Goal of the exercise = Within the listing below, filter for "Some" and copy every matching line.

[Provided entries — start]

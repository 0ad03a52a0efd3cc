//! Read-through cache backed by an append-only JSON lines file.
//!
//! Every [`TtlCache::set`] appends one [`CacheEntry`] line; nothing is rewritten
//! in place. [`TtlCache::get`] scans the whole file and keeps the last entry
//! whose key matches, so "latest" is decided by position in the file rather
//! than by comparing timestamps. Entries older than the TTL are ignored but
//! stay on disk until [`TtlCache::compact`] is run.
//!
//! # Public API
//! - [`CacheEntry`]: One persisted line
//! - [`TtlCache`]: The store itself
//!
//! # Limitations
//! - The file grows with every `set` unless compacted explicitly.
//! - There is no locking. Appends from concurrent processes may interleave,
//!   which only reorders entries across processes and never corrupts an
//!   earlier line.

use crate::core::error::{Result, StatuslineError};
use chrono::{DateTime, Utc};
use serde::{Deserialize, Serialize};
use std::collections::HashMap;
use std::ffi::OsString;
use std::fs::{self, File, OpenOptions};
use std::io::{BufRead, BufReader, Write};
use std::path::{Path, PathBuf};
use std::time::Duration;

#[derive(Debug, Clone, PartialEq, Serialize, Deserialize)]
pub struct CacheEntry {
    pub timestamp: DateTime<Utc>,
    pub key: String,
    pub content: String,
}

impl CacheEntry {
    pub fn new(key: impl Into<String>, content: impl Into<String>) -> Self {
        Self {
            timestamp: Utc::now(),
            key: key.into(),
            content: content.into(),
        }
    }

    /// Parse a single cache line. Blank and malformed lines yield `None`.
    fn parse_line(line: &[u8]) -> Option<Self> {
        let line = line.trim_ascii();
        if line.is_empty() {
            return None;
        }
        serde_json::from_slice(line).ok()
    }
}

#[derive(Debug, Clone)]
pub struct TtlCache {
    path: PathBuf,
    ttl: Duration,
}

impl TtlCache {
    pub fn new(path: impl Into<PathBuf>, ttl: Duration) -> Self {
        Self {
            path: path.into(),
            ttl,
        }
    }

    pub fn path(&self) -> &Path {
        &self.path
    }

    pub fn ttl(&self) -> Duration {
        self.ttl
    }

    /// Look up the latest live value for `key`.
    ///
    /// A missing or unreadable file is a cold cache, not an error.
    pub fn get(&self, key: &str) -> Option<String> {
        let entry = self.latest_entry(key)?;

        if self.is_fresh(&entry, Utc::now()) {
            log::debug!("Cache hit for '{key}' (written {})", entry.timestamp);
            Some(entry.content)
        } else {
            log::debug!("Cache entry for '{key}' expired (written {})", entry.timestamp);
            None
        }
    }

    /// Append a new entry for `key` stamped with the current time.
    pub fn set(&self, key: &str, content: &str) -> Result<()> {
        let entry = CacheEntry::new(key, content);
        self.append_entry(&entry)
    }

    /// Rewrite the file keeping only the latest live entry per key.
    ///
    /// Returns the number of entries kept. The new content is written to a
    /// sibling file first and renamed over the cache.
    pub fn compact(&self) -> Result<usize> {
        let entries = match self.read_entries() {
            Some(entries) => entries,
            None => {
                log::debug!("Nothing to compact at {}", self.path.display());
                return Ok(0);
            }
        };

        let mut latest: HashMap<&str, usize> = HashMap::new();
        for (position, entry) in entries.iter().enumerate() {
            latest.insert(entry.key.as_str(), position);
        }

        let now = Utc::now();
        let mut buffer = String::new();
        let mut kept = 0;
        for (position, entry) in entries.iter().enumerate() {
            if latest.get(entry.key.as_str()) != Some(&position) || !self.is_fresh(entry, now) {
                continue;
            }
            let line = serde_json::to_string(entry)
                .map_err(StatuslineError::cache_serialization_failed)?;
            buffer.push_str(&line);
            buffer.push('\n');
            kept += 1;
        }

        let staging = self.staging_path();
        fs::write(&staging, buffer)
            .map_err(|e| StatuslineError::cache_write_failed(&staging, e))?;
        fs::rename(&staging, &self.path)
            .map_err(|e| StatuslineError::cache_write_failed(&self.path, e))?;

        log::debug!(
            "Compacted {} into {kept} of {} entries",
            self.path.display(),
            entries.len()
        );
        Ok(kept)
    }

    fn is_fresh(&self, entry: &CacheEntry, now: DateTime<Utc>) -> bool {
        match now.signed_duration_since(entry.timestamp).to_std() {
            Ok(age) => age <= self.ttl,
            // Written "in the future" by a skewed clock
            Err(_) => true,
        }
    }

    fn latest_entry(&self, key: &str) -> Option<CacheEntry> {
        let file = self.open_for_scan()?;

        let mut latest = None;
        for line in BufReader::new(file).split(b'\n') {
            let line = match line {
                Ok(line) => line,
                Err(e) => {
                    log::debug!("Stopped reading cache {}: {e}", self.path.display());
                    break;
                }
            };
            if let Some(entry) = CacheEntry::parse_line(&line) {
                if entry.key == key {
                    latest = Some(entry);
                }
            }
        }

        latest
    }

    fn read_entries(&self) -> Option<Vec<CacheEntry>> {
        let file = self.open_for_scan()?;

        let entries = BufReader::new(file)
            .split(b'\n')
            .map_while(|line| line.ok())
            .filter_map(|line| CacheEntry::parse_line(&line))
            .collect();

        Some(entries)
    }

    fn open_for_scan(&self) -> Option<File> {
        match File::open(&self.path) {
            Ok(file) => Some(file),
            Err(e) => {
                log::debug!(
                    "Cache file {} not readable, treating as cold: {e}",
                    self.path.display()
                );
                None
            }
        }
    }

    fn append_entry(&self, entry: &CacheEntry) -> Result<()> {
        if let Some(parent) = self.path.parent() {
            if !parent.as_os_str().is_empty() && !parent.exists() {
                fs::create_dir_all(parent)
                    .map_err(|e| StatuslineError::cache_directory_creation_failed(parent, e))?;
            }
        }

        let mut line =
            serde_json::to_string(entry).map_err(StatuslineError::cache_serialization_failed)?;
        line.push('\n');

        let mut file = OpenOptions::new()
            .create(true)
            .append(true)
            .open(&self.path)
            .map_err(|e| StatuslineError::cache_write_failed(&self.path, e))?;

        // One write per entry keeps concurrent appends line-atomic in practice
        file.write_all(line.as_bytes())
            .map_err(|e| StatuslineError::cache_write_failed(&self.path, e))?;

        log::debug!("Cached '{}' in {}", entry.key, self.path.display());
        Ok(())
    }

    fn staging_path(&self) -> PathBuf {
        let mut name = self
            .path
            .file_name()
            .map(OsString::from)
            .unwrap_or_else(|| OsString::from("statusline_cache"));
        name.push(".compact");
        self.path.with_file_name(name)
    }
}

[Provided entries — finish]

Response to this task =
            Some(entry.content)
            Some(entries) => entries,
            if latest.get(entry.key.as_str()) != Some(&position) || !self.is_fresh(entry, now) {
            if let Some(entry) = CacheEntry::parse_line(&line) {
                    latest = Some(entry);
        Some(entries)
            Ok(file) => Some(file),
        if let Some(parent) = self.path.parent() {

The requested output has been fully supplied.